Fig. 2. Rapport spécial du KGB, 1965

Fig. 3. S. Paradjanov, Les Chevaux de feu, 1965

      Le présent article a pour but d’étudier les œuvres cinématographiques et autobiographiques du réalisateur Sergueï Paradjanov (1924-1990) et d’y révéler la part de l’autofiction, qui ne recouvre pas l’autofiction homonymique, mais plutôt l’autofiction allusive [1]. Avant de procéder à l’étude des méthodes et des moyens de l’autonarration dans l’œuvre de Paradjanov, il est nécessaire de donner quelques détails sur le milieu de vie du metteur en scène, ainsi que sur le contexte professionnel au niveau mondial dont il a été exclu à cause de faits biographiques et historiques bien connus, dont le Rideau de fer. De nombreux artistes et écrivains soviétiques n’avaient pas la possibilité de suivre les nouvelles tendances artistiques et théoriques : parmi elles, le changement de statut de l’auteur (Barthes) suivi du changement concernant le texte autobiographique et l’écriture de soi dans les années 1960-1970. Toutes les modalités, les hypothèses et les innovations (autonarration, autofiction, écriture de soi, roman du je etc…) se sont développées parallèlement aux nouvelles visions de l’art photographique [2] et cinématographique [3]. L’intérêt pour le genre autobiographique, dans la culture occidentale en général et en France plus particulièrement, s’est régénéré jusqu’à la fin des années 1970. Fils de Serge Doubrovsky a été publié en forme d’un roman-réplique et s’est opposé aux concepts de Philippe Lejeune qui a essayé de structurer la littérature autobiographique.
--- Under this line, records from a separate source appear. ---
use std::collections::BTreeMap;
use std::path::{Path, PathBuf};

use log::debug;
use serde::Deserialize;

use miniyaml::{Block, ParseFailure, Parser, ParserOptions};

const FRONT_MATTER_FENCE: &str = "+++";
const TEST_SUFFIX: &str = ".test.yaml";

#[derive(Debug, Default, Deserialize)]
pub struct TestConfig {
    /// Human-readable test description.
    #[serde(default)]
    pub description: Option<String>,

    /// Expected debug rendering of the parsed tree (exact match).
    #[serde(default)]
    pub expect_render: Option<String>,

    /// Expected parse error: its display string must contain this substring.
    #[serde(default)]
    pub expect_error: Option<String>,

    /// If set, the parse error must be reported on this 1-based line.
    #[serde(default)]
    pub expect_error_line: Option<usize>,

    /// Overrides the parser's maximum nesting depth.
    #[serde(default)]
    pub max_depth: Option<usize>,
}

/// Split a `.test.yaml` file into its TOML config and the document under test.
///
/// The config sits between two `+++` lines at the top of the file.
fn parse_test_file(content: &str) -> Result<(TestConfig, &str), String> {
    let content = content.trim_start_matches('\u{feff}');

    let after_open = content
        .strip_prefix(FRONT_MATTER_FENCE)
        .ok_or("missing opening +++ front matter fence")?;
    let after_open = after_open
        .strip_prefix('\n')
        .or_else(|| after_open.strip_prefix("\r\n"))
        .ok_or("opening +++ fence must be on its own line")?;

    let (toml_str, rest) = if let Some(rest) = after_open.strip_prefix(FRONT_MATTER_FENCE) {
        ("", rest)
    } else {
        let close = after_open
            .find("\n+++")
            .ok_or("missing closing +++ front matter fence")?;
        (&after_open[..close], &after_open[close + 4..])
    };
    let document = rest
        .strip_prefix("\r\n")
        .or_else(|| rest.strip_prefix('\n'))
        .unwrap_or(rest);

    let config: TestConfig =
        toml::from_str(toml_str.trim_end_matches('\r')).map_err(|e| format!("TOML parse error: {}", e))?;

    Ok((config, document))
}

pub enum TestOutcome {
    Pass,
    Fail(String),
}

pub struct TestResult {
    pub path: PathBuf,
    pub description: Option<String>,
    pub outcome: TestOutcome,
}

impl TestResult {
    fn label(&self) -> &str {
        self.description.as_deref().unwrap_or_else(|| {
            self.path
                .file_name()
                .and_then(|s| s.to_str())
                .map(|s| s.trim_end_matches(TEST_SUFFIX))
                .unwrap_or("?")
        })
    }
}

fn run_single_test(path: &Path) -> TestResult {
    let result = |description: Option<String>, outcome| TestResult {
        path: path.to_path_buf(),
        description,
        outcome,
    };

    let content = match std::fs::read_to_string(path) {
        Ok(c) => c,
        Err(e) => return result(None, TestOutcome::Fail(format!("cannot read file: {}", e))),
    };

    let (config, document) = match parse_test_file(&content) {
        Ok(pair) => pair,
        Err(e) => return result(None, TestOutcome::Fail(format!("front matter error: {}", e))),
    };

    let mut options = ParserOptions::default();
    if let Some(max_depth) = config.max_depth {
        options = options.with_max_depth(max_depth);
    }
    let parsed = Parser::with_options(options).parse_str(document);

    let outcome = match check_expectations(&config, parsed) {
        None => TestOutcome::Pass,
        Some(reason) => TestOutcome::Fail(reason),
    };
    result(config.description, outcome)
}

/// Returns `Some(reason)` when the parse result does not match `config`.
fn check_expectations(config: &TestConfig, parsed: Result<Block, ParseFailure>) -> Option<String> {
    match (&config.expect_error, parsed) {
        (Some(expected), Err(failure)) => {
            let actual = failure.error.to_string();
            if !actual.contains(expected.as_str()) {
                return Some(format!(
                    "expected error containing \"{}\", got: {}",
                    expected, actual
                ));
            }
            match config.expect_error_line {
                Some(line) if failure.error.line != Some(line) => Some(format!(
                    "expected error on line {}, got: {}",
                    line, actual
                )),
                _ => None,
            }
        }
        (Some(expected), Ok(block)) => Some(format!(
            "expected error containing \"{}\", but parsing succeeded with {}",
            expected, block
        )),
        (None, Err(failure)) => Some(format!("unexpected parse error: {}", failure.error)),
        (None, Ok(block)) => {
            let expected = config.expect_render.as_deref()?;
            let actual = block.to_debug_string();
            if actual == expected {
                None
            } else {
                Some(format!(
                    "render mismatch\n  expected: {:?}\n  actual:   {:?}",
                    expected, actual
                ))
            }
        }
    }
}

/// Discover `.test.yaml` files grouped by category (subfolder relative to root).
/// Files directly in `root` get category "". A single file is its own
/// uncategorized group.
fn discover_categorized(root: &Path) -> BTreeMap<String, Vec<PathBuf>> {
    let mut categories: BTreeMap<String, Vec<PathBuf>> = BTreeMap::new();
    if root.is_file() {
        categories.insert(String::new(), vec![root.to_path_buf()]);
        return categories;
    }
    collect_tests(root, root, &mut categories);
    for files in categories.values_mut() {
        files.sort();
    }
    categories
}

fn collect_tests(dir: &Path, root: &Path, out: &mut BTreeMap<String, Vec<PathBuf>>) {
    let Ok(entries) = std::fs::read_dir(dir) else {
        return;
    };
    for entry in entries.flatten() {
        let path = entry.path();
        if path.is_dir() {
            collect_tests(&path, root, out);
            continue;
        }
        let is_test = path
            .file_name()
            .and_then(|n| n.to_str())
            .is_some_and(|n| n.ends_with(TEST_SUFFIX));
        if is_test {
            let category = path
                .parent()
                .and_then(|p| p.strip_prefix(root).ok())
                .map(|p| p.to_string_lossy().replace('\\', "/"))
                .unwrap_or_default();
            out.entry(category).or_default().push(path);
        }
    }
}

fn category_label(category: &str) -> &str {
    if category.is_empty() { "(root)" } else { category }
}

/// List available categories for the given test path.
pub fn list_categories(path: &Path) {
    if path.is_file() {
        eprintln!("(single file, no categories)");
        return;
    }

    let categories = discover_categorized(path);
    if categories.is_empty() {
        eprintln!("no {} files found in {}", TEST_SUFFIX, path.display());
        return;
    }

    eprintln!("available categories:");
    for (cat, files) in &categories {
        eprintln!("  {} ({} tests)", category_label(cat), files.len());
    }
}

struct Style {
    no_color: bool,
}

impl Style {
    fn paint(&self, code: &str, s: &str) -> String {
        if self.no_color {
            s.to_string()
        } else {
            format!("\x1b[{}m{}\x1b[0m", code, s)
        }
    }

    fn pass(&self) -> String {
        self.paint("32", "PASS")
    }

    fn fail(&self) -> String {
        self.paint("31", "FAIL")
    }

    fn bold(&self, s: &str) -> String {
        self.paint("1", s)
    }
}

/// Keep the categories matching `requested` (exact name or a parent folder).
fn filter_categories<'a>(
    all: &'a BTreeMap<String, Vec<PathBuf>>,
    requested: &[String],
) -> BTreeMap<&'a str, &'a Vec<PathBuf>> {
    if requested.is_empty() {
        return all.iter().map(|(k, v)| (k.as_str(), v)).collect();
    }

    let mut filtered = BTreeMap::new();
    for req in requested {
        let req = req.trim_matches('/');
        let prefix = format!("{}/", req);
        let before = filtered.len();
        for (cat, files) in all {
            if cat == req || cat.starts_with(&prefix) {
                filtered.insert(cat.as_str(), files);
            }
        }
        if filtered.len() == before {
            let available: Vec<&str> = all.keys().map(|k| category_label(k)).collect();
            eprintln!(
                "warning: category '{}' not found (available: {})",
                req,
                available.join(", ")
            );
        }
    }
    filtered
}

/// Run all `.test.yaml` files under `path` (or a single file).
/// If `categories` is non-empty, only run tests in those categories.
/// Returns exit code: 0 = all pass, 1 = any failure.
pub fn run_tests(path: &Path, no_color: bool, categories: &[String]) -> i32 {
    let style = Style { no_color };

    let all_categories = discover_categorized(path);
    if all_categories.is_empty() {
        eprintln!("no {} files found in {}", TEST_SUFFIX, path.display());
        return 1;
    }

    let run_categories = filter_categories(&all_categories, categories);
    if run_categories.is_empty() {
        eprintln!("no matching categories found");
        return 1;
    }

    let mut passed = 0usize;
    let mut failures: Vec<TestResult> = Vec::new();

    for (cat, files) in &run_categories {
        eprintln!();
        eprintln!("{}", style.bold(category_label(cat)));

        for file in *files {
            debug!("running {}", file.display());
            let result = run_single_test(file);
            match &result.outcome {
                TestOutcome::Pass => {
                    passed += 1;
                    eprintln!("  {}  {}", style.pass(), result.label());
                }
                TestOutcome::Fail(_) => {
                    eprintln!("  {}  {}", style.fail(), result.label());
                    failures.push(result);
                }
            }
        }
    }

    if !failures.is_empty() {
        eprintln!();
        eprintln!("failures:");
        for f in &failures {
            eprintln!();
            eprintln!("  --- {} ---", f.path.display());
            if let TestOutcome::Fail(reason) = &f.outcome {
                for line in reason.lines() {
                    eprintln!("  {}", line);
                }
            }
        }
    }

    eprintln!();
    let failed = failures.len();
    if failed == 0 {
        eprintln!("test result: {}. {} passed, 0 failed", style.paint("32", "ok"), passed);
        0
    } else {
        eprintln!(
            "test result: {}. {} passed, {} failed (of {})",
            style.paint("31", "FAILED"),
            passed,
            failed,
            passed + failed
        );
        1
    }
}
La fiction dans l’autobiographie et surtout l’autofiction a engendré un nouveau genre à plusieurs dimensions dans les milieux des écrivains [4], des photographes, des cinéastes… [5]

 

Ecrire la réalité

 

      Pendant cette même période, les écrivains et les artistes soviétiques traversaient un moment difficile, une vie absolument différente et même extrêmement opposée à celle de leurs collègues occidentaux. Si le père de Fils avec sa préface ouvrait une nouvelle plateforme pour la fictionnalisation de soi et de la réalité personnelle (à travers les expériences politiques, sexuelles, corporelles, sociales etc.), les auteurs soviétiques se voyaient dans l’obligation d’écrire une autre réalité, de parler du triomphe communiste. Cette contrainte d’écrire la réalité uniquement dans le contexte de la politique socialiste faisait de l’écriture autobiographique une forme littéraire dangereuse pour la vie même des auteurs. Ce n’est qu’à partir de 1990 que les noms de ces artistes ont été reconnus grâce à la révélation du Journal de Tarkovsky [6], de la Confession et des Lettres du prisonnier de Paradjanov ainsi que nombre d’autres textes dans lesquels il mettait au jour une réalité non censurée, une réalité plus que réelle (fig. 1).
      Les cas d’isolement et de solitude étaient assez fréquents pour les artistes au cours du XXe siècle, sous le régime russo-soviétique [7]. Nombreux étaient les artistes qui créaient leurs œuvres tout en étant coupés de tout, dans l’ignorance absolue de ce qui était la contemporanéité de leur époque. Pourtant, aujourd’hui on peut parler de l’expérience autofictive de Sergueï Paradjanov ou analyser ses œuvres dans le cadre du paradigme postmoderne qu’il a donc expérimenté intuitivement. Malgré sa situation historique, Paradjanov (à l’instar d’Andreï Tarkovski, de Kira Mouratova etc.) a créé des œuvres en conformité avec les critères de l’époque et de ses confrères occidentaux.
      Paradjanov est désormais bien représenté dans la culture contemporaine. Il en est l’une des figures de proue, et, certainement, le plus célèbre des cinéastes caucasiens, l’un des auteurs de la culture ukrainienne, arménienne et géorgienne. Cette image de maître fut imposée par les médias des pays postsoviétiques, dans le cadre de leurs programmes de décolonisation. A cette époque, à quelques exceptions près, les critiques sur l’œuvre de Paradjanov la présentaient à la lumière du discours nationaliste [8] ou encore des appropriations mythiques ou mythologiques. Par ailleurs, il est important de noter que l’image du cinéaste tel que nous la connaissons aujourd’hui est non seulement le résultat de la critique mais surtout de son autofiction. Aujourd’hui, on peut constater que Paradjanov est une figure de l’auto-représentation et de l’auto-imagination qu’il explore dans ses fictions et dont s’inspirent ses stratégies artistiques et politiques. Pour décrire la réalité dans laquelle Paradjanov a vécu et œuvré, nous devons nous référer à ses textes, puisqu’ils représentent au mieux cette réalité.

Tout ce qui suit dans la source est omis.